A trained model can be found [HERE](https://storage.googleapis.com/niantic-lon-static/research/stereo-from-mono/models/hourglass_midas_release.zip). 

## 🎯 Training

To train a new model, you will need to download several datasets: 

[ADE20K](https://groups.csail.mit.edu/vision/datasets/ADE20K/), [DIODE](https://diode-dataset.org/), 

[Depth in the Wild](http://www-personal.umich.edu/~wfchen/depth-in-the-wild/), 

[Mapillary](https://www.mapillary.com/dataset/vistas?pKey=1GyeWFxH_NPIQwgl0onILw)
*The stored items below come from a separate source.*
//! Server configuration.

use std::time::Duration;

/// Default number of concurrently connected clients
pub const DEFAULT_MAX_CLIENTS: usize = 2000;

/// Default upper bound on a single multiplexer wait
pub const DEFAULT_POLL_TIMEOUT: Duration = Duration::from_millis(100);

/// Settings for [`Server`](crate::reactor::Server).
#[derive(Debug, Clone, PartialEq, Eq)]
pub struct ServerConfig {
    /// Host to bind to
    pub host: String,
    /// Port to listen on; `0` lets the OS pick one
    pub port: u16,
    /// Connections beyond this are closed right after accept.
    /// Also used as the listen backlog.
    pub max_clients: usize,
    /// How long one poll may block; bounds shutdown latency
    pub poll_timeout: Duration,
}

impl ServerConfig {
    /// Returns the bind address string (host:port)
    pub fn bind_address(&self) -> String {
        format!("{}:{}", self.host, self.port)
    }
}

impl Default for ServerConfig {
    fn default() -> Self {
        Self {
            host: crate::DEFAULT_HOST.to_string(),
            port: crate::DEFAULT_PORT,
            max_clients: DEFAULT_MAX_CLIENTS,
            poll_timeout: DEFAULT_POLL_TIMEOUT,
        }
    }
}
//! # EmberKV - A Minimal RESP Key-Value Server
//!
//! EmberKV speaks the Redis serialization protocol (RESP) and keeps string
//! values in memory, optionally with a time-to-live. Every client is served
//! by one thread running a readiness-driven event loop.
//!
//! ## Features
//!
//! - **Redis-Compatible Wire Format**: RESP framing, usable from `redis-cli`
//! - **Single-Threaded Reactor**: `poll(2)` multiplexing, no locks anywhere
//! - **TTL Support**: `SET key value PX <ms>` with lazy expiry on read
//! - **Snapshots**: `SAVE` writes a `REDIS0009` snapshot header to disk
//!
//! ## Architecture
//!
//! ```text
//! ┌─────────────────────────────────────────────────────────────────────────┐
//! │                              EmberKV                                    │
//! │                                                                         │
//! │  ┌─────────────┐    ┌─────────────┐    ┌─────────────┐                  │
//! │  │ Event Loop  │───>│ Connection  │───>│  Command    │                  │
//! │  │ (reactor)   │    │  (per fd)   │    │  Handler    │                  │
//! │  └──────┬──────┘    └──────┬──────┘    └──────┬──────┘                  │
//! │         │                  │                  │                         │
//! │         ▼                  ▼                  ▼                         │
//! │  ┌─────────────┐    ┌─────────────┐    ┌─────────────┐                  │
//! │  │ Multiplexer │    │ RESP Parser │    │   Store     │                  │
//! │  │  (poll(2))  │    │ / Encoder   │    │ (lazy TTL)  │                  │
//! │  └─────────────┘    └─────────────┘    └─────────────┘                  │
//! └─────────────────────────────────────────────────────────────────────────┘
//! ```
//!
//! ## Quick Start
//!
//! ```no_run
//! use emberkv::commands::CommandHandler;
//! use emberkv::config::ServerConfig;
//! use emberkv::reactor::Server;
//! use emberkv::storage::Store;
//!
//! fn main() -> Result<(), Box<dyn std::error::Error>> {
//!     let handler = CommandHandler::new(Store::new());
//!     let server = Server::bind(ServerConfig::default(), handler)?;
//!     server.run()?;
//!     Ok(())
//! }
//! ```
//!
//! ## Supported Commands
//!
//! - `PING`
//! - `ECHO message`
//! - `SET key value [PX milliseconds]`
//! - `GET key`
//! - `CONFIG GET dir|dbfilename`
//! - `SAVE`
//!
//! ## Module Overview
//!
//! - [`protocol`]: RESP parser and types
//! - [`storage`]: Key space with lazy TTL, plus the clock it reads
//! - [`commands`]: Command dispatch
//! - [`connection`]: Per-client buffering and the read/serve cycle
//! - [`reactor`]: Multiplexer trait, `poll(2)` backend, and the event loop
//! - [`config`]: Server settings

pub mod commands;
pub mod config;
pub mod connection;
pub mod protocol;
pub mod reactor;
pub mod storage;

// Re-export commonly used types for convenience
pub use commands::CommandHandler;
pub use config::ServerConfig;
pub use connection::{Connection, ConnectionStats};
pub use protocol::{ParseError, RespParser, RespValue};
pub use reactor::{Server, ServerError, ShutdownHandle};
pub use storage::Store;

/// The default port EmberKV listens on (same as Redis)
pub const DEFAULT_PORT: u16 = 6379;

/// The default host EmberKV binds to
pub const DEFAULT_HOST: &str = "127.0.0.1";

/// Version of EmberKV
pub const VERSION: &str = env!("CARGO_PKG_VERSION");
//! The event loop.
//!
//! One thread owns the listener, every client connection, and the command
//! handler (and through it the store). The multiplexer wait is the only
//! place the thread blocks.

use super::multiplexer::{Event, Multiplexer};
use super::poll::PollMultiplexer;
use crate::commands::CommandHandler;
use crate::config::ServerConfig;
use crate::connection::{Connection, ConnectionError, ConnectionStats};
use socket2::{Domain, Protocol, Socket, Type};
use std::collections::HashMap;
use std::io;
use std::net::{SocketAddr, TcpListener, TcpStream, ToSocketAddrs};
use std::os::unix::io::{AsRawFd, RawFd};
use std::sync::atomic::{AtomicBool, Ordering};
use std::sync::Arc;
use tracing::{debug, error, info, warn};

/// Cooperative stop signal, checked once per loop tick.
#[derive(Debug, Clone, Default)]
pub struct ShutdownHandle(Arc<AtomicBool>);

impl ShutdownHandle {
    pub fn new() -> Self {
        Self::default()
    }

    /// Asks the loop to stop. Takes effect within one poll timeout.
    pub fn shutdown(&self) {
        self.0.store(true, Ordering::SeqCst);
    }

    pub fn is_shutdown(&self) -> bool {
        self.0.load(Ordering::SeqCst)
    }
}

/// Errors that stop the server.
#[derive(Debug, thiserror::Error)]
pub enum ServerError {
    #[error("failed to bind to {addr}: {source}")]
    Bind {
        addr: String,
        #[source]
        source: io::Error,
    },

    #[error("poll failed: {0}")]
    Poll(#[source] io::Error),

    #[error("multiplexer error: {0}")]
    Multiplexer(#[source] io::Error),
}

/// Single-threaded RESP server.
pub struct Server<M: Multiplexer = PollMultiplexer> {
    config: ServerConfig,
    listener: TcpListener,
    listener_fd: RawFd,
    multiplexer: M,
    connections: HashMap<RawFd, Connection>,
    handler: CommandHandler,
    stats: ConnectionStats,
    shutdown: ShutdownHandle,
}

impl Server<PollMultiplexer> {
    /// Binds the listener and prepares a `poll(2)` backed loop.
    pub fn bind(config: ServerConfig, handler: CommandHandler) -> Result<Self, ServerError> {
        // One extra slot for the listener itself
        let multiplexer = PollMultiplexer::new(config.max_clients.saturating_add(1));
        Self::with_multiplexer(config, handler, multiplexer)
    }
}

impl<M: Multiplexer> Server<M> {
    pub fn with_multiplexer(
        config: ServerConfig,
        handler: CommandHandler,
        mut multiplexer: M,
    ) -> Result<Self, ServerError> {
        let listener = bind_listener(&config)?;
        let listener_fd = listener.as_raw_fd();

        multiplexer
            .subscribe(Event::readable(listener_fd))
            .map_err(ServerError::Multiplexer)?;

        Ok(Self {
            config,
            listener,
            listener_fd,
            multiplexer,
            connections: HashMap::new(),
            handler,
            stats: ConnectionStats::new(),
            shutdown: ShutdownHandle::new(),
        })
    }

    pub fn local_addr(&self) -> io::Result<SocketAddr> {
        self.listener.local_addr()
    }

    pub fn shutdown_handle(&self) -> ShutdownHandle {
        self.shutdown.clone()
    }

    pub fn stats(&self) -> ConnectionStats {
        self.stats
    }

    pub fn handler(&self) -> &CommandHandler {
        &self.handler
    }

    /// Runs the event loop until shutdown is requested.
    ///
    /// Per-connection failures are logged and only close that connection;
    /// a failing poll ends the loop.
    pub fn run(mut self) -> Result<(), ServerError> {
        info!(
            addr = %self.config.bind_address(),
            max_clients = self.config.max_clients,
            "Event loop started"
        );

        while !self.shutdown.is_shutdown() {
            let events = match self.multiplexer.poll(self.config.poll_timeout) {
                Ok(events) => events,
                Err(e) if e.kind() == io::ErrorKind::Interrupted => continue,
                Err(e) => {
                    error!(error = %e, "Poll failed");
                    return Err(ServerError::Poll(e));
                }
            };

            for event in events {
                if event.fd == self.listener_fd {
                    self.accept_pending();
                } else if event.is_readable() {
                    self.service(event.fd);
                }
            }
        }

        info!(
            open_connections = self.connections.len(),
            commands_processed = self.stats.commands_processed,
            "Shutting down"
        );
        self.connections.clear();
        self.multiplexer.close().map_err(ServerError::Multiplexer)
    }

    /// Accepts every pending connection on the listener.
    fn accept_pending(&mut self) {
        loop {
            match self.listener.accept() {
                Ok((stream, peer)) => self.register(stream, peer),
                Err(e) if e.kind() == io::ErrorKind::WouldBlock => break,
                Err(e) if e.kind() == io::ErrorKind::Interrupted => continue,
                Err(e) => {
                    error!(error = %e, "Failed to accept connection");
                    break;
                }
            }
        }
    }

    fn register(&mut self, stream: TcpStream, peer: SocketAddr) {
        if self.connections.len() >= self.config.max_clients {
            warn!(
                peer = %peer,
                max_clients = self.config.max_clients,
                "Connection limit reached, rejecting client"
            );
            return;
        }

        let conn = match Connection::new(stream, peer) {
            Ok(conn) => conn,
            Err(e) => {
                warn!(peer = %peer, error = %e, "Failed to configure client socket");
                return;
            }
        };

        let fd = conn.fd();
        if let Err(e) = self.multiplexer.subscribe(Event::new(fd, conn.interest())) {
            warn!(peer = %peer, error = %e, "Failed to subscribe client");
            return;
        }

        self.connections.insert(fd, conn);
        self.stats.connection_opened();
        info!(
            fd = fd,
            peer = %peer,
            active = self.stats.active_connections,
            "Client connected"
        );
    }

    fn service(&mut self, fd: RawFd) {
        let Some(conn) = self.connections.get_mut(&fd) else {
            return;
        };

        match conn.handle_readable(&mut self.handler, &mut self.stats) {
            Ok(_) => {}
            Err(ConnectionError::ClientDisconnected) => {
                debug!(fd = fd, "Client disconnected");
                self.close_connection(fd);
            }
            Err(e) => {
                warn!(fd = fd, error = %e, "Connection error");
                self.close_connection(fd);
            }
        }
    }

    fn close_connection(&mut self, fd: RawFd) {
        if let Err(e) = self.multiplexer.unsubscribe(fd) {
            warn!(fd = fd, error = %e, "Failed to unsubscribe client");
        }
        if let Some(conn) = self.connections.remove(&fd) {
            self.stats.connection_closed();
            info!(
                fd = fd,
                peer = %conn.peer(),
                active = self.stats.active_connections,
                "Client removed"
            );
        }
    }
}

/// Creates a non-blocking, address-reusing listener.
fn bind_listener(config: &ServerConfig) -> Result<TcpListener, ServerError> {
    let addr = config.bind_address();
    let bind_err = |source: io::Error| ServerError::Bind {
        addr: addr.clone(),
        source,
    };

    let socket_addr = addr
        .to_socket_addrs()
        .map_err(bind_err)?
        .next()
        .ok_or_else(|| {
            bind_err(io::Error::new(
                io::ErrorKind::InvalidInput,
                "address resolved to nothing",
            ))
        })?;

    let backlog = i32::try_from(config.max_clients).unwrap_or(i32::MAX);

    let socket = Socket::new(
        Domain::for_address(socket_addr),
        Type::STREAM,
        Some(Protocol::TCP),
    )
    .map_err(bind_err)?;
    socket.set_reuse_address(true).map_err(bind_err)?;
    socket.bind(&socket_addr.into()).map_err(bind_err)?;
    socket.listen(backlog).map_err(bind_err)?;
    socket.set_nonblocking(true).map_err(bind_err)?;

    Ok(socket.into())
}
 and  [COCO](https://github.com/nightrome/cocostuff). After doing so, update `paths_config.yaml` to point to these directories.

 

 Additionally you will need some precomputed monocular depth estimates for these images. 

 We provide these for MiDaS: [ADE20K](https://storage.googleapis.com/niantic-lon-static/research/stereo-from-mono/data/ADE20K.zip), [DIODE](https://storage.googleapis.com/niantic-lon-static/research/stereo-from-mono/data/diode.zip), 

[Depth in the Wild](https://storage.googleapis.com/niantic-lon-static/research/stereo-from-mono/data/diw.zip), 

[Mapillary](https://storage.googleapis.com/niantic-lon-static/research/stereo-from-mono/data/mapillary.zip)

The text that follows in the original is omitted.